» What needs to be done: Your task is to copy every line of the entries that contains "streams".

%%

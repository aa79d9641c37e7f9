//! Capture hosts: where media streams come from.
//!
//! A [`CaptureHost`] hands out [`MediaStream`]s on request, the way a
//! browser's display-capture picker would. The stream's audio track carries
//! a [`CaptureBuffer`] the graph reads from; every track can end out of band
//! and reports it through its [`TrackState`].
//!
//! - [`CpalHost`]: real devices through CPAL
//! - [`MockHost`]: synthetic streams for tests and CI

mod device;
mod mock;

pub use device::{CpalHost, DeviceSelection};
pub(crate) use device::DeviceWorker;
pub use mock::{MockHost, MockStreamHandle};

use std::sync::Arc;
use std::time::Duration;

use async_trait::async_trait;
use cpal::traits::{DeviceTrait, HostTrait};
use tokio::sync::watch;

use crate::pipeline::CaptureBuffer;
use crate::sink::{DiscardSink, Sink};
use crate::CaptureError;

/// Sample rate and channel count of a captured stream.
#[derive(Debug, Clone, Copy, PartialEq, Eq)]
pub struct StreamFormat {
    /// Sample rate in Hz.
    pub sample_rate: u32,
    /// Interleaved channel count.
    pub channels: u16,
}

impl std::fmt::Display for StreamFormat {
    fn fmt(&self, f: &mut std::fmt::Formatter<'_>) -> std::fmt::Result {
        write!(f, "{}Hz/{}ch", self.sample_rate, self.channels)
    }
}

/// Smallest ring buffer a host allocates, in frames.
const MIN_BUFFER_FRAMES: usize = 1024;

/// What a capture request asks for.
#[derive(Debug, Clone, Copy, PartialEq, Eq)]
pub struct StreamRequest {
    /// Ask for an audio track.
    pub audio: bool,
    /// Ask for a video track.
    pub video: bool,
    /// How much audio the capture ring buffer should hold.
    pub buffer_duration: Duration,
}

impl StreamRequest {
    /// Audio plus video, as a display-capture picker requires.
    ///
    /// Hosts are free to return a stream without audio if the user did not
    /// opt into sharing it.
    pub fn display_capture() -> Self {
        Self {
            audio: true,
            video: true,
            buffer_duration: Duration::from_secs(2),
        }
    }

    /// Ring buffer capacity in samples for a stream of `format`.
    pub fn buffer_capacity(&self, format: StreamFormat) -> usize {
        let frames =
            (f64::from(format.sample_rate) * self.buffer_duration.as_secs_f64()) as usize;
        frames.max(MIN_BUFFER_FRAMES) * usize::from(format.channels.max(1))
    }
}

impl Default for StreamRequest {
    fn default() -> Self {
        Self::display_capture()
    }
}

/// Kind of media a track carries.
#[derive(Debug, Clone, Copy, PartialEq, Eq)]
pub enum TrackKind {
    /// Audio samples.
    Audio,
    /// Video frames. Never processed here, only stopped.
    Video,
}

/// Shared "has this track ended" flag.
///
/// Cloned into device callbacks and watcher tasks; ending is one-way.
#[derive(Debug, Clone)]
pub struct TrackState {
    ended: Arc<watch::Sender<bool>>,
}

impl TrackState {
    /// Creates a live track state.
    pub fn new() -> Self {
        let (ended, _) = watch::channel(false);
        Self {
            ended: Arc::new(ended),
        }
    }

    /// Returns `true` until the track ends.
    pub fn is_live(&self) -> bool {
        !*self.ended.borrow()
    }

    /// Marks the track ended. Returns `true` only for the call that ended it.
    pub fn end(&self) -> bool {
        self.ended.send_if_modified(|ended| !std::mem::replace(ended, true))
    }

    /// Resolves once the track has ended.
    pub async fn ended(&self) {
        let mut rx = self.ended.subscribe();
        while !*rx.borrow_and_update() {
            if rx.changed().await.is_err() {
                return;
            }
        }
    }
}

impl Default for TrackState {
    fn default() -> Self {
        Self::new()
    }
}

/// Releases whatever produces a track's media.
pub trait TrackDriver: Send {
    /// Stops producing. Called at most once.
    fn stop(&mut self);
}

/// One track of a [`MediaStream`].
///
/// Dropping a track stops it.
pub struct MediaTrack {
    kind: TrackKind,
    label: String,
    state: TrackState,
    input: Option<CaptureBuffer>,
    format: Option<StreamFormat>,
    driver: Option<Box<dyn TrackDriver>>,
}

impl std::fmt::Debug for MediaTrack {
    fn fmt(&self, f: &mut std::fmt::Formatter<'_>) -> std::fmt::Result {
        f.debug_struct("MediaTrack")
            .field("kind", &self.kind)
            .field("label", &self.label)
            .field("live", &self.is_live())
            .field("format", &self.format)
            .finish_non_exhaustive()
    }
}

impl MediaTrack {
    /// Creates an audio track reading from `input`.
    pub fn audio(label: impl Into<String>, input: CaptureBuffer) -> Self {
        let format = input.format();
        Self {
            kind: TrackKind::Audio,
            label: label.into(),
            state: TrackState::new(),
            input: Some(input),
            format: Some(format),
            driver: None,
        }
    }

    /// Creates a video track. Video is never processed, only stopped.
    pub fn video(label: impl Into<String>) -> Self {
        Self {
            kind: TrackKind::Video,
            label: label.into(),
            state: TrackState::new(),
            input: None,
            format: None,
            driver: None,
        }
    }

    /// Shares `state` with whoever may end the track out of band.
    #[must_use]
    pub fn with_state(mut self, state: TrackState) -> Self {
        self.state = state;
        self
    }

    /// Attaches the driver stopped together with the track.
    #[must_use]
    pub fn with_driver(mut self, driver: Box<dyn TrackDriver>) -> Self {
        self.driver = Some(driver);
        self
    }

    /// Media kind.
    pub fn kind(&self) -> TrackKind {
        self.kind
    }

    /// Device or source label.
    pub fn label(&self) -> &str {
        &self.label
    }

    /// Sample format, for audio tracks.
    pub fn format(&self) -> Option<StreamFormat> {
        self.format
    }

    /// Returns `true` until the track is stopped or ends on its own.
    pub fn is_live(&self) -> bool {
        self.state.is_live()
    }

    /// A handle for waiting on the track's end.
    pub fn state(&self) -> TrackState {
        self.state.clone()
    }

    /// Stops the track and releases its driver. Idempotent.
    pub fn stop(&mut self) {
        self.state.end();
        if let Some(mut driver) = self.driver.take() {
            driver.stop();
            tracing::debug!(kind = ?self.kind, label = %self.label, "track stopped");
        }
    }

    fn take_input(&mut self) -> Option<CaptureBuffer> {
        self.input.take()
    }
}

impl Drop for MediaTrack {
    fn drop(&mut self) {
        self.stop();
    }
}

/// A set of tracks acquired together.
///
/// Dropping the stream stops every track.
#[derive(Debug, Default)]
pub struct MediaStream {
    tracks: Vec<MediaTrack>,
}

impl MediaStream {
    /// Creates a stream from its tracks.
    pub fn new(tracks: Vec<MediaTrack>) -> Self {
        Self { tracks }
    }

    /// All tracks.
    pub fn tracks(&self) -> &[MediaTrack] {
        &self.tracks
    }

    /// Returns `true` if any track carries audio.
    pub fn has_audio(&self) -> bool {
        self.tracks.iter().any(|t| t.kind == TrackKind::Audio)
    }

    /// Format of the first audio track.
    pub fn audio_format(&self) -> Option<StreamFormat> {
        self.tracks.iter().find_map(MediaTrack::format)
    }

    /// Number of tracks still live.
    pub fn live_track_count(&self) -> usize {
        self.tracks.iter().filter(|t| t.is_live()).count()
    }

    /// End-of-track handles for every track.
    pub fn track_states(&self) -> Vec<TrackState> {
        self.tracks.iter().map(MediaTrack::state).collect()
    }

    /// Stops every track. Idempotent.
    pub fn stop_all(&mut self) {
        for track in &mut self.tracks {
            track.stop();
        }
    }

    /// Takes the sample buffer of the first audio track.
    pub(crate) fn take_audio_input(&mut self) -> Option<CaptureBuffer> {
        self.tracks
            .iter_mut()
            .filter(|t| t.kind == TrackKind::Audio)
            .find_map(MediaTrack::take_input)
    }
}

/// Source of capture streams and monitor outputs.
///
/// # Example
///
/// ```
/// use voice_tap::host::{CaptureHost, MockHost, StreamRequest};
///
/// # let rt = tokio::runtime::Builder::new_current_thread().enable_all().build().unwrap();
/// # rt.block_on(async {
/// let host = MockHost::new();
/// let stream = host.request_stream(StreamRequest::display_capture()).await.unwrap();
/// assert!(stream.has_audio());
/// # });
/// ```
#[async_trait]
pub trait CaptureHost: Send + Sync {
    /// Human-readable name for logging.
    fn name(&self) -> &str;

    /// Acquires a stream. May wait on the user.
    ///
    /// A stream without an audio track is a success here; the manager turns
    /// it into [`CaptureError::NoAudioTrack`].
    async fn request_stream(&self, request: StreamRequest) -> Result<MediaStream, CaptureError>;

    /// Opens the output the rendered graph is played through.
    ///
    /// Default implementation discards the audio.
    async fn open_monitor(&self, format: StreamFormat) -> Result<Arc<dyn Sink>, CaptureError> {
        let _ = format;
        Ok(Arc::new(DiscardSink))
    }
}

/// Lists all available input devices.
///
/// # Errors
///
/// Returns an error if the audio host cannot be accessed.
pub fn list_input_devices() -> Result<Vec<String>, CaptureError> {
    let host = cpal::default_host();
    let devices = host
        .input_devices()
        .map_err(|e| CaptureError::BackendError(e.to_string()))?;

    Ok(devices.filter_map(|d| d.name().ok()).collect())
}

/// Gets the name of the default input device, if any.
pub fn default_input_device_name() -> Option<String> {
    cpal::default_host()
        .default_input_device()
        .and_then(|d| d.name().ok())
}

%%

» Solution for this task:
//! Capture hosts: where media streams come from.
//! - [`MockHost`]: synthetic streams for tests and CI
/// Source of capture streams and monitor outputs.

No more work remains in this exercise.